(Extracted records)
+---+
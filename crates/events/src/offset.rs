//! Offsets: positions within one tag.

use core::cmp::Ordering;

use serde::{Deserialize, Serialize};
use uuid::Uuid;

/// Position of an event within a tag.
///
/// Offsets are totally ordered **within one tag** only. `NoOffset` sorts
/// before everything; a `Sequence` and a `TimeBasedUuid` are never comparable.
#[derive(Debug, Default, Copy, Clone, PartialEq, Eq, Hash, Serialize, Deserialize)]
#[serde(tag = "kind", content = "value", rename_all = "snake_case")]
pub enum Offset {
    /// Nothing consumed yet.
    #[default]
    NoOffset,
    /// Monotonically increasing integer position.
    Sequence(i64),
    /// Time-ordered identifier (UUIDv7, ordered by its timestamp prefix).
    TimeBasedUuid(Uuid),
}

impl Offset {
    pub fn is_none(&self) -> bool {
        matches!(self, Self::NoOffset)
    }

    pub fn sequence(&self) -> Option<i64> {
        match self {
            Self::Sequence(n) => Some(*n),
            _ => None,
        }
    }

    pub fn time_uuid(&self) -> Option<Uuid> {
        match self {
            Self::TimeBasedUuid(u) => Some(*u),
            _ => None,
        }
    }

    /// `(sequence_offset, time_uuid_offset)` column values; at most one is set.
    pub fn to_columns(&self) -> (Option<i64>, Option<Uuid>) {
        (self.sequence(), self.time_uuid())
    }

    /// Inverse of [`Offset::to_columns`]. A row with both columns set prefers
    /// the sequence value.
    pub fn from_columns(sequence: Option<i64>, time_uuid: Option<Uuid>) -> Self {
        match (sequence, time_uuid) {
            (Some(n), _) => Self::Sequence(n),
            (None, Some(u)) => Self::TimeBasedUuid(u),
            (None, None) => Self::NoOffset,
        }
    }

    /// `true` if `self` comes strictly after `other` in the same tag.
    pub fn is_after(&self, other: &Offset) -> bool {
        matches!(self.partial_cmp(other), Some(Ordering::Greater))
    }
}

impl PartialOrd for Offset {
    fn partial_cmp(&self, other: &Self) -> Option<Ordering> {
        match (self, other) {
            (Self::NoOffset, Self::NoOffset) => Some(Ordering::Equal),
            (Self::NoOffset, _) => Some(Ordering::Less),
            (_, Self::NoOffset) => Some(Ordering::Greater),
            (Self::Sequence(a), Self::Sequence(b)) => Some(a.cmp(b)),
            (Self::TimeBasedUuid(a), Self::TimeBasedUuid(b)) => Some(a.cmp(b)),
            _ => None,
        }
    }
}

impl core::fmt::Display for Offset {
    fn fmt(&self, f: &mut core::fmt::Formatter<'_>) -> core::fmt::Result {
        match self {
            Self::NoOffset => f.write_str("none"),
            Self::Sequence(n) => write!(f, "seq:{n}"),
            Self::TimeBasedUuid(u) => write!(f, "uuid:{u}"),
        }
    }
}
+---+
▶ **REQUIRED ACTION**
Show, from the records above, every line that includes "Greater".

▶ **EXERCISE ANSWER**
        matches!(self.partial_cmp(other), Some(Ordering::Greater))
            (_, Self::NoOffset) => Some(Ordering::Greater),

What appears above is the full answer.